Intracellular lipopolysaccharide binds FAM134B to regulate ER remodeling upon bacterial infection

Selective autophagy of the endoplasmic reticulum (ER), termed ER-phagy, plays a key role in organelle remodeling and cellular homeostasis. However, whether and how ER-phagy is regulated during Gram-negative bacteria infection to influence host responses remains unclear. Here, we show that Salmonella enterica serovar Typhimurium releases lipopolysaccharide (LPS) that colocalizes with FAM134B, a reticulon-like ER-resident receptor for ER-phagy. Cytosolic delivery of LPS, either during infection or via transfection, markedly increases FAM134B- and LC3B-decorated ER fragments. Mechanistically, pulldown assays demonstrate that LPS directly binds FAM134B through interactions between lipid A and positively charged residues within its amphipathic helices and C-terminal region. This interaction promotes FAM134B oligomerization and drives ER membrane fragmentation, a process further amplified by the O-antigen moiety of LPS. The resulting ER fragments accumulate around LC3-positive Salmonella -containing vacuoles, facilitating bacterial clearance.
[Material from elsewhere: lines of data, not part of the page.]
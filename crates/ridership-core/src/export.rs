//! Export of the loaded series
//!
//! Writes the sorted store back out as CSV or as JSON in the dataset's own
//! shape, for the dashboard's download action.

use anyhow::{Context, Result};
use serde::Serialize;
use std::fs::File;
use std::io::{BufWriter, Write};
use std::path::Path;

use crate::models::Mode;
use crate::store::TimeSeriesStore;

/// Output format for exports
#[derive(Debug, Clone, Copy, PartialEq, Eq)]
pub enum ExportFormat {
    Csv,
    Json,
}

#[derive(Serialize)]
struct ExportRow {
    date: String,
    weekday: String,
    bus: u64,
    metro: u64,
    minibus: u64,
    cable: u64,
}

fn rows(store: &TimeSeriesStore) -> impl Iterator<Item = ExportRow> + '_ {
    store.iter().map(|r| ExportRow {
        date: r.date.to_string(),
        weekday: r.date.weekday_name(),
        bus: r.bus,
        metro: r.metro,
        minibus: r.minibus,
        cable: r.cable,
    })
}

fn create_writer(path: &Path) -> Result<BufWriter<File>> {
    if let Some(parent) = path.parent().filter(|p| !p.as_os_str().is_empty()) {
        std::fs::create_dir_all(parent)
            .with_context(|| format!("Failed to create directory: {}", parent.display()))?;
    }
    let file = File::create(path)
        .with_context(|| format!("Failed to create export file: {}", path.display()))?;
    Ok(BufWriter::new(file))
}

/// Export to CSV, oldest day first
///
/// CSV columns: Date, Weekday, Bus, Metro, Minibus, Cable, Total
pub fn export_to_csv(store: &TimeSeriesStore, path: &Path) -> Result<()> {
    let mut writer = create_writer(path)?;

    let header: Vec<&str> = Mode::ALL.iter().map(|m| m.label()).collect();
    writeln!(writer, "Date,Weekday,{},Total", header.join(","))
        .context("Failed to write CSV header")?;

    for record in store.iter() {
        writeln!(
            writer,
            "{},{},{},{},{},{},{}",
            record.date,
            record.date.weekday_name(),
            record.bus,
            record.metro,
            record.minibus,
            record.cable,
            record.total()
        )
        .context("Failed to write CSV row")?;
    }

    writer.flush().context("Failed to flush CSV file")?;
    Ok(())
}

/// Export to pretty JSON in the dataset's record shape
pub fn export_to_json(store: &TimeSeriesStore, path: &Path) -> Result<()> {
    let mut writer = create_writer(path)?;
    let rows: Vec<ExportRow> = rows(store).collect();

    serde_json::to_writer_pretty(&mut writer, &rows).context("Failed to serialize records")?;
    writer.flush().context("Failed to flush JSON file")?;
    Ok(())
}

/// Export in the requested format
pub fn export(store: &TimeSeriesStore, format: ExportFormat, path: &Path) -> Result<()> {
    match format {
        ExportFormat::Csv => export_to_csv(store, path),
        ExportFormat::Json => export_to_json(store, path),
    }
}
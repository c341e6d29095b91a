//! Dashboard configuration
//!
//! Read from `<config_dir>/ridership/config.toml` unless a path is given.
//! A missing file means defaults; a malformed one is an error.

use serde::{Deserialize, Serialize};
use std::path::{Path, PathBuf};
use std::time::Duration;
use tracing::{debug, info};

use crate::calendar::HolidayCalendar;
use crate::context::EngineSettings;
use crate::error::CoreError;

const CONFIG_FILE: &str = "config.toml";
const APP_DIR: &str = "ridership";

/// User configuration for the dashboard
#[derive(Debug, Clone, PartialEq, Eq, Serialize, Deserialize)]
#[serde(default)]
pub struct DashboardConfig {
    /// Dataset file (JSON array of daily records)
    pub data_path: Option<PathBuf>,

    /// Give weekday holidays their own band colour
    pub holiday_aware: bool,

    /// Card value transition length in milliseconds
    pub animation_ms: u64,

    /// Replaces the built-in holiday list (`DD.MM.YYYY` entries)
    pub holidays: Option<Vec<String>>,
}

impl Default for DashboardConfig {
    fn default() -> Self {
        Self {
            data_path: None,
            holiday_aware: true,
            animation_ms: 500,
            holidays: None,
        }
    }
}

impl DashboardConfig {
    /// Default location of the config file
    pub fn default_path() -> Option<PathBuf> {
        dirs::config_dir().map(|d| d.join(APP_DIR).join(CONFIG_FILE))
    }

    /// Load from `path`, returning defaults when the file does not exist
    pub fn load(path: &Path) -> Result<Self, CoreError> {
        let content = match std::fs::read_to_string(path) {
            Ok(content) => content,
            Err(e) if e.kind() == std::io::ErrorKind::NotFound => {
                debug!(path = %path.display(), "No config file, using defaults");
                return Ok(Self::default());
            }
            Err(source) => {
                return Err(CoreError::FileRead {
                    path: path.to_path_buf(),
                    source,
                })
            }
        };

        let config: Self = toml::from_str(&content).map_err(|source| CoreError::ConfigParse {
            path: path.to_path_buf(),
            source,
        })?;
        config.validate()?;

        info!(path = %path.display(), "Loaded dashboard config");
        Ok(config)
    }

    /// Load from the default location, or defaults if there is none
    pub fn load_default() -> Result<Self, CoreError> {
        match Self::default_path() {
            Some(path) => Self::load(&path),
            None => Ok(Self::default()),
        }
    }

    pub fn validate(&self) -> Result<(), CoreError> {
        if self.animation_ms == 0 {
            return Err(CoreError::InvalidConfig {
                message: "animation_ms must be greater than zero".to_string(),
            });
        }
        Ok(())
    }

    pub fn settings(&self) -> EngineSettings {
        EngineSettings {
            holiday_aware: self.holiday_aware,
            animation_duration: Duration::from_millis(self.animation_ms),
        }
    }

    /// Configured holidays, or the built-in calendar
    pub fn calendar(&self) -> Result<HolidayCalendar, CoreError> {
        match &self.holidays {
            Some(list) => Ok(HolidayCalendar::from_strings(list)?),
            None => Ok(HolidayCalendar::georgian_2026()),
        }
    }
}
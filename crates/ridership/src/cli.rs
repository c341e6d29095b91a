//! Non-interactive commands: stats summary and export
//!
//! Resolves configuration against command-line flags and formats insight
//! snapshots for the terminal.

use anyhow::{Context, Result};
use comfy_table::{Cell, Color, ContentArrangement, Row, Table};
use ridership_core::analytics::{change_label, ChangeResult, Direction, InsightSnapshot};
use ridership_core::format::format_thousands;
use ridership_core::{DashboardConfig, DateKey, EngineSettings, Mode, TimeSeriesStore};
use std::path::PathBuf;

/// Dataset location when neither the flag nor the config names one
pub const DEFAULT_DATA_PATH: &str = "data/ttc_passengers.json";

// ============================================================================
// Resolution
// ============================================================================

/// `--data` wins over the config file, which wins over the default
pub fn resolve_data_path(flag: Option<PathBuf>, config: &DashboardConfig) -> PathBuf {
    flag.or_else(|| config.data_path.clone())
        .unwrap_or_else(|| PathBuf::from(DEFAULT_DATA_PATH))
}

/// Config settings with `--weekends-only` applied
pub fn resolve_settings(config: &DashboardConfig, weekends_only: bool) -> EngineSettings {
    let mut settings = config.settings();
    if weekends_only {
        settings.holiday_aware = false;
    }
    settings
}

/// Index for `--date`, or the latest day
pub fn select_index(store: &TimeSeriesStore, date: Option<&str>) -> Result<Option<usize>> {
    match date {
        None => Ok(store.last_index()),
        Some(raw) => {
            let key = DateKey::parse(raw).with_context(|| format!("Invalid --date '{raw}'"))?;
            let index = store
                .position(&key)
                .with_context(|| format!("No record for {key}"))?;
            Ok(Some(index))
        }
    }
}

// ============================================================================
// Formatters
// ============================================================================

fn change_cell(change: Option<&ChangeResult>, no_color: bool) -> Cell {
    let cell = Cell::new(change_label(change));
    match (change.map(|c| c.direction), no_color) {
        (_, true) | (None, _) => cell,
        (Some(Direction::Up), false) => cell.fg(Color::Green),
        (Some(Direction::Down), false) => cell.fg(Color::Red),
        (Some(Direction::Flat), false) => cell.fg(Color::DarkGrey),
    }
}

fn previous_text(previous: Option<u64>) -> String {
    previous
        .map(|p| format_thousands(p as i64))
        .unwrap_or_else(|| "-".to_string())
}

/// Format a snapshot as table (human) or JSON
pub fn format_snapshot(snapshot: &InsightSnapshot, json: bool, no_color: bool) -> String {
    if json {
        return serde_json::to_string_pretty(snapshot).unwrap_or_else(|_| "{}".to_string());
    }

    let mut table = Table::new();
    table.set_content_arrangement(ContentArrangement::Dynamic);

    let headers = ["Mode", "Passengers", "Prev. day", "Change"];
    if no_color {
        table.set_header(headers.to_vec());
    } else {
        table.set_header(
            headers
                .iter()
                .map(|h| Cell::new(h).fg(Color::Cyan))
                .collect::<Vec<_>>(),
        );
    }

    table.add_row(Row::from(vec![
        Cell::new("Total"),
        Cell::new(format_thousands(snapshot.total_current as i64)),
        Cell::new(previous_text(snapshot.total_previous)),
        change_cell(snapshot.total_change.as_ref(), no_color),
    ]));

    for mode in Mode::ALL {
        let insight = snapshot.mode(mode);
        table.add_row(Row::from(vec![
            Cell::new(mode.label()),
            Cell::new(format_thousands(insight.current as i64)),
            Cell::new(previous_text(insight.previous)),
            change_cell(insight.change.as_ref(), no_color),
        ]));
    }

    let mut heading = format!("{} ({})", snapshot.date, snapshot.date.weekday_name());
    if snapshot.is_holiday {
        heading.push_str("  🎉 Public Holiday");
    }

    format!("{heading}\n{table}")
}
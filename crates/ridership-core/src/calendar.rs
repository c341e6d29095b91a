//! Public holiday calendar
//!
//! A fixed set of dates for one supported year. Dates outside that year are
//! never holidays, which is a known limitation of a hard-coded list.

use std::collections::BTreeSet;

use crate::error::DateParseError;
use crate::models::DateKey;

/// Georgian public holidays for 2026
const GEORGIAN_HOLIDAYS_2026: [&str; 16] = [
    "01.01.2026", "02.01.2026", "07.01.2026", "19.01.2026",
    "03.03.2026", "08.03.2026", "18.04.2026", "19.04.2026",
    "20.04.2026", "21.04.2026", "09.05.2026", "12.05.2026",
    "26.05.2026", "28.08.2026", "14.10.2026", "23.11.2026",
];

/// Immutable holiday set, built once per session
#[derive(Debug, Clone, Default, PartialEq, Eq)]
pub struct HolidayCalendar {
    dates: BTreeSet<DateKey>,
}

impl HolidayCalendar {
    pub fn from_dates(dates: impl IntoIterator<Item = DateKey>) -> Self {
        Self {
            dates: dates.into_iter().collect(),
        }
    }

    /// Parse every entry, failing on the first malformed date
    pub fn from_strings<S: AsRef<str>>(
        dates: impl IntoIterator<Item = S>,
    ) -> Result<Self, DateParseError> {
        let dates = dates
            .into_iter()
            .map(|s| DateKey::parse(s.as_ref()))
            .collect::<Result<BTreeSet<_>, _>>()?;
        Ok(Self { dates })
    }

    /// Built-in calendar shipped with the dashboard
    pub fn georgian_2026() -> Self {
        Self::from_dates(
            GEORGIAN_HOLIDAYS_2026
                .iter()
                .filter_map(|s| DateKey::parse(s).ok()),
        )
    }

    pub fn contains(&self, date: &DateKey) -> bool {
        self.dates.contains(date)
    }

    pub fn len(&self) -> usize {
        self.dates.len()
    }

    pub fn is_empty(&self) -> bool {
        self.dates.is_empty()
    }

    /// Holidays in chronological order
    pub fn iter(&self) -> impl Iterator<Item = &DateKey> {
        self.dates.iter()
    }
}
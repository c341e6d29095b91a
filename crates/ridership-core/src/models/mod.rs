//! Data models for ridership

pub mod date_key;
pub mod record;

pub use date_key::DateKey;
pub use record::{coerce_count, Coercion, DailyRecord, Mode, RawRecord};
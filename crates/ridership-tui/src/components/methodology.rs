//! Methodology modal: data source notes and keybindings

use ratatui::{
    layout::{Alignment, Constraint, Direction, Layout, Rect},
    style::{Color, Modifier, Style},
    text::{Line, Span},
    widgets::{Block, Borders, Clear, Paragraph, Wrap},
    Frame,
};

use crate::theme::{BaseColors, ColorScheme};

const NOTES: [(&str, &str); 4] = [
    (
        "Data Source",
        "Daily passenger counts are scraped from the Tbilisi Transport Company (TTC) \
         official website at 3:00 AM local time.",
    ),
    (
        "Coverage",
        "All four public transport modes in Tbilisi: buses, metro, minibuses \
         (marshrutkas), and cable cars.",
    ),
    (
        "Update Frequency",
        "Data is updated once daily, capturing the previous day's ridership totals.",
    ),
    (
        "Georgian Public Holidays",
        "Official public holidays are marked on the chart and may show different \
         ridership patterns.",
    ),
];

const KEYS: [(&str, &str); 5] = [
    ("mouse", "Hover the chart to inspect a day"),
    ("← / →", "Previous / next day"),
    ("Home / End", "First / latest day"),
    ("m", "Toggle this panel"),
    ("q", "Quit"),
];

/// Centered overlay explaining where the numbers come from
pub struct MethodologyModal {
    visible: bool,
}

impl Default for MethodologyModal {
    fn default() -> Self {
        Self::new()
    }
}

impl MethodologyModal {
    pub fn new() -> Self {
        Self { visible: false }
    }

    pub fn toggle(&mut self) {
        self.visible = !self.visible;
    }

    pub fn is_visible(&self) -> bool {
        self.visible
    }

    pub fn hide(&mut self) {
        self.visible = false;
    }

    pub fn render(&self, frame: &mut Frame, area: Rect, scheme: ColorScheme) {
        if !self.visible {
            return;
        }

        let modal_width = 72.min(area.width);
        let modal_height = 22.min(area.height);

        let vertical = Layout::default()
            .direction(Direction::Vertical)
            .constraints([
                Constraint::Length((area.height.saturating_sub(modal_height)) / 2),
                Constraint::Length(modal_height),
                Constraint::Min(0),
            ])
            .split(area);

        let horizontal = Layout::default()
            .direction(Direction::Horizontal)
            .constraints([
                Constraint::Length((area.width.saturating_sub(modal_width)) / 2),
                Constraint::Length(modal_width),
                Constraint::Min(0),
            ])
            .split(vertical[1]);

        let modal_area = horizontal[1];
        frame.render_widget(Clear, modal_area);

        let accent = BaseColors::accent(scheme);
        let block = Block::default()
            .borders(Borders::ALL)
            .border_style(Style::default().fg(accent))
            .title(Span::styled(
                " Methodology ",
                Style::default().fg(accent).add_modifier(Modifier::BOLD),
            ))
            .title_alignment(Alignment::Center);

        let inner = block.inner(modal_area);
        frame.render_widget(block, modal_area);

        let text = Paragraph::new(self.build_content(scheme)).wrap(Wrap { trim: false });
        frame.render_widget(text, inner);
    }

    fn build_content(&self, scheme: ColorScheme) -> Vec<Line<'static>> {
        let heading = Style::default()
            .fg(match scheme {
                ColorScheme::Truecolor => Color::Yellow,
                ColorScheme::Monochrome => Color::Reset,
            })
            .add_modifier(Modifier::BOLD);
        let key = Style::default().fg(BaseColors::accent(scheme));

        let mut lines = Vec::new();
        for (title, body) in NOTES {
            lines.push(Line::from(vec![
                Span::styled(format!("{title}: "), heading),
                Span::raw(body),
            ]));
            lines.push(Line::from(""));
        }

        lines.push(Line::from(Span::styled("Keys:", heading)));
        for (k, description) in KEYS {
            lines.push(Line::from(vec![
                Span::styled(format!("  {k:<12}"), key),
                Span::raw(description),
            ]));
        }
        lines
    }
}

#[cfg(test)]
mod tests {
    use super::*;

    #[test]
    fn test_toggle() {
        let mut modal = MethodologyModal::new();
        assert!(!modal.is_visible());
        modal.toggle();
        assert!(modal.is_visible());
        modal.hide();
        assert!(!modal.is_visible());
    }

    #[test]
    fn test_content_mentions_source_and_keys() {
        let lines = MethodologyModal::new().build_content(ColorScheme::Truecolor);
        let text: String = lines
            .iter()
            .flat_map(|l| l.spans.iter().map(|s| s.content.to_string()))
            .collect();
        assert!(text.contains("Tbilisi Transport Company"));
        assert!(text.contains("Georgian Public Holidays"));
        assert!(text.contains("Toggle this panel"));
    }
}
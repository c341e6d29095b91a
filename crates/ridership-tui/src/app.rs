//! TUI application state

use crossterm::event::{KeyCode, MouseEvent, MouseEventKind};
use ridership_core::{
    Clock, CoreError, DashboardContext, EngineSettings, HolidayCalendar, HoverDispatcher,
    HoverEvent, LoadReport, OverlayRenderer, SystemClock, TimeSeriesStore,
};
use std::path::PathBuf;
use std::sync::Arc;
use std::time::Duration;
use tracing::{info, warn};

use crate::chart::ChartGeometry;
use crate::components::MethodologyModal;
use crate::theme::ColorScheme;

/// Frame interval while a card value is moving (~60 fps)
pub const ANIMATION_FRAME: Duration = Duration::from_millis(16);
/// Input poll interval when nothing moves
pub const IDLE_FRAME: Duration = Duration::from_millis(100);

/// Outcome of the background dataset load
pub type LoadResult = Result<(TimeSeriesStore, LoadReport), CoreError>;

/// Loaded chart state: overlay classification and the card dispatcher
pub struct Dashboard<C> {
    pub overlay: OverlayRenderer,
    pub dispatcher: HoverDispatcher<C>,
}

impl<C: Clock> Dashboard<C> {
    pub fn new(ctx: DashboardContext, clock: C) -> Self {
        let overlay = OverlayRenderer::new(&ctx);
        let dispatcher = HoverDispatcher::new(ctx, clock);
        Self {
            overlay,
            dispatcher,
        }
    }

    pub fn store(&self) -> &TimeSeriesStore {
        self.dispatcher.context().store()
    }
}

pub enum LoadState<C> {
    Loading,
    Ready(Box<Dashboard<C>>),
    Failed(String),
}

/// TUI Application state
pub struct App<C = SystemClock> {
    pub state: LoadState<C>,

    /// Whether the app should quit
    pub should_quit: bool,

    /// Non-fatal load warnings shown in the footer
    pub status_message: Option<String>,

    pub methodology: MethodologyModal,

    pub scheme: ColorScheme,

    /// Dataset location, for the footer and placeholder screens
    pub data_path: PathBuf,

    /// Plot area from the last frame, for mouse hit testing
    pub chart: Option<ChartGeometry>,

    calendar: Arc<HolidayCalendar>,
    settings: EngineSettings,
    clock: C,
}

impl<C: Clock + Clone> App<C> {
    pub fn new(
        data_path: PathBuf,
        calendar: Arc<HolidayCalendar>,
        settings: EngineSettings,
        scheme: ColorScheme,
        clock: C,
    ) -> Self {
        Self {
            state: LoadState::Loading,
            should_quit: false,
            status_message: None,
            methodology: MethodologyModal::new(),
            scheme,
            data_path,
            chart: None,
            calendar,
            settings,
            clock,
        }
    }

    pub fn is_loading(&self) -> bool {
        matches!(self.state, LoadState::Loading)
    }

    pub fn dashboard(&self) -> Option<&Dashboard<C>> {
        match &self.state {
            LoadState::Ready(dashboard) => Some(&**dashboard),
            _ => None,
        }
    }

    fn dashboard_mut(&mut self) -> Option<&mut Dashboard<C>> {
        match &mut self.state {
            LoadState::Ready(dashboard) => Some(&mut **dashboard),
            _ => None,
        }
    }

    /// Take over the result of the background load
    pub fn complete_loading(&mut self, result: LoadResult) {
        match result {
            Ok((store, report)) => {
                if report.values_coerced > 0 {
                    self.status_message = Some(format!(
                        "{} missing or invalid values shown as 0",
                        report.values_coerced
                    ));
                }
                info!(records = store.len(), "Dashboard ready");

                let ctx = DashboardContext::new(
                    Arc::new(store),
                    Arc::clone(&self.calendar),
                    self.settings,
                );
                self.state = LoadState::Ready(Box::new(Dashboard::new(ctx, self.clock.clone())));
            }
            Err(e) => {
                warn!(error = %e, "Dataset load failed");
                self.state = LoadState::Failed(e.to_string());
            }
        }
    }

    /// Handle keyboard input; returns true if the key did something
    pub fn handle_key(&mut self, key: KeyCode) -> bool {
        match key {
            KeyCode::Char('q') => {
                self.should_quit = true;
                true
            }
            KeyCode::Esc if self.methodology.is_visible() => {
                self.methodology.hide();
                true
            }
            KeyCode::Char('m') => {
                self.methodology.toggle();
                true
            }
            KeyCode::Left => self.step(-1),
            KeyCode::Right => self.step(1),
            KeyCode::Home => self.jump(|_| 0),
            KeyCode::End => self.jump(|last| last),
            _ => false,
        }
    }

    fn step(&mut self, delta: isize) -> bool {
        self.dashboard_mut()
            .is_some_and(|d| d.dispatcher.step(delta))
    }

    fn jump(&mut self, target: impl Fn(usize) -> usize) -> bool {
        let Some(dashboard) = self.dashboard_mut() else {
            return false;
        };
        let last = dashboard.store().last_index();
        last.is_some_and(|last| dashboard.dispatcher.select(target(last)))
    }

    /// Pointer movement over the chart selects the nearest day
    pub fn handle_mouse(&mut self, event: MouseEvent) -> bool {
        if !matches!(
            event.kind,
            MouseEventKind::Moved | MouseEventKind::Drag(_) | MouseEventKind::Down(_)
        ) {
            return false;
        }
        let Some(index) = self
            .chart
            .and_then(|geometry| geometry.index_at(event.column, event.row))
        else {
            return false;
        };
        self.dashboard_mut()
            .is_some_and(|d| d.dispatcher.on_hover(&HoverEvent::at_index(index)))
    }

    /// Advance card animations by one frame
    pub fn tick(&mut self) -> bool {
        self.dashboard_mut().is_some_and(|d| d.dispatcher.tick())
    }

    /// How long to wait for input before the next frame
    pub fn frame_interval(&self) -> Duration {
        match self.dashboard() {
            Some(d) if d.dispatcher.is_animating() => ANIMATION_FRAME,
            _ => IDLE_FRAME,
        }
    }
}

#[cfg(test)]
mod tests {
    use super::*;
    use crossterm::event::KeyModifiers;
    use ratatui::layout::Rect;
    use ridership_core::{Card, DailyRecord, DateKey, ManualClock, Mode};
    use std::rc::Rc;

    fn store() -> TimeSeriesStore {
        TimeSeriesStore::build(
            ["01.06.2026", "02.06.2026", "03.06.2026"]
                .iter()
                .enumerate()
                .map(|(i, d)| {
                    DailyRecord::new(DateKey::parse(d).unwrap(), 100 * (i as u64 + 1), 0, 0, 0)
                })
                .collect(),
        )
    }

    fn app() -> (Rc<ManualClock>, App<Rc<ManualClock>>) {
        let clock = Rc::new(ManualClock::new());
        let mut app = App::new(
            PathBuf::from("ttc_passengers.json"),
            Arc::new(HolidayCalendar::georgian_2026()),
            EngineSettings::default(),
            ColorScheme::Truecolor,
            Rc::clone(&clock),
        );
        app.complete_loading(Ok((store(), LoadReport::new())));
        (clock, app)
    }

    fn mouse(kind: MouseEventKind, column: u16, row: u16) -> MouseEvent {
        MouseEvent {
            kind,
            column,
            row,
            modifiers: KeyModifiers::NONE,
        }
    }

    #[test]
    fn test_starts_loading() {
        let app = App::new(
            PathBuf::from("x.json"),
            Arc::new(HolidayCalendar::default()),
            EngineSettings::default(),
            ColorScheme::Truecolor,
            SystemClock::new(),
        );
        assert!(app.is_loading());
        assert!(app.dashboard().is_none());
        assert_eq!(app.frame_interval(), IDLE_FRAME);
    }

    #[test]
    fn test_load_failure_is_a_state() {
        let mut app = App::new(
            PathBuf::from("x.json"),
            Arc::new(HolidayCalendar::default()),
            EngineSettings::default(),
            ColorScheme::Truecolor,
            SystemClock::new(),
        );
        app.complete_loading(Err(CoreError::FileNotFound {
            path: PathBuf::from("x.json"),
        }));
        assert!(matches!(app.state, LoadState::Failed(ref msg) if msg.contains("x.json")));
        assert!(!app.handle_key(KeyCode::Left));
    }

    #[test]
    fn test_mouse_move_selects_nearest_day() {
        let (clock, mut app) = app();
        app.chart = Some(ChartGeometry::new(Rect::new(10, 2, 21, 8), 3));

        assert!(app.handle_mouse(mouse(MouseEventKind::Moved, 11, 4)));
        assert_eq!(app.dashboard().unwrap().dispatcher.selected(), Some(0));
        assert_eq!(app.frame_interval(), ANIMATION_FRAME);

        clock.advance(Duration::from_millis(500));
        assert!(!app.tick());
        assert_eq!(
            app.dashboard().unwrap().dispatcher.displayed(Card::Mode(Mode::Bus)),
            100
        );
        assert_eq!(app.frame_interval(), IDLE_FRAME);
    }

    #[test]
    fn test_mouse_outside_chart_is_ignored() {
        let (_clock, mut app) = app();
        app.chart = Some(ChartGeometry::new(Rect::new(10, 2, 21, 8), 3));
        assert!(!app.handle_mouse(mouse(MouseEventKind::Moved, 2, 4)));
        assert!(!app.handle_mouse(mouse(MouseEventKind::ScrollUp, 12, 4)));
        assert_eq!(app.dashboard().unwrap().dispatcher.selected(), Some(2));
    }

    #[test]
    fn test_keyboard_navigation() {
        let (_clock, mut app) = app();
        assert!(!app.handle_key(KeyCode::Right));
        assert!(app.handle_key(KeyCode::Left));
        assert_eq!(app.dashboard().unwrap().dispatcher.selected(), Some(1));
        assert!(app.handle_key(KeyCode::Home));
        assert_eq!(app.dashboard().unwrap().dispatcher.selected(), Some(0));
        assert!(app.handle_key(KeyCode::End));
        assert_eq!(app.dashboard().unwrap().dispatcher.selected(), Some(2));
    }

    #[test]
    fn test_methodology_and_quit_keys() {
        let (_clock, mut app) = app();
        assert!(app.handle_key(KeyCode::Char('m')));
        assert!(app.methodology.is_visible());
        assert!(app.handle_key(KeyCode::Esc));
        assert!(!app.methodology.is_visible());
        assert!(!app.handle_key(KeyCode::Esc));

        app.handle_key(KeyCode::Char('q'));
        assert!(app.should_quit);
    }

    #[test]
    fn test_coerced_values_reported() {
        let clock = Rc::new(ManualClock::new());
        let mut app = App::new(
            PathBuf::from("x.json"),
            Arc::new(HolidayCalendar::default()),
            EngineSettings::default(),
            ColorScheme::Truecolor,
            clock,
        );
        let mut report = LoadReport::new();
        report.values_coerced = 2;
        app.complete_loading(Ok((store(), report)));
        assert_eq!(
            app.status_message.as_deref(),
            Some("2 missing or invalid values shown as 0")
        );
    }
}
Importantly, both intracellular and extracellular Salmonella exploit outer membrane vesicles (OMVs) to deliver LPS into the host cytosol, triggering FAM134B activation and ER remodeling. Collectively, our findings reveal a previously unrecognized host response by which LPS of Gram-negative bacteria are sensed by the host ER-phagy machinery to promote xenophagy and enhance antibacterial defense.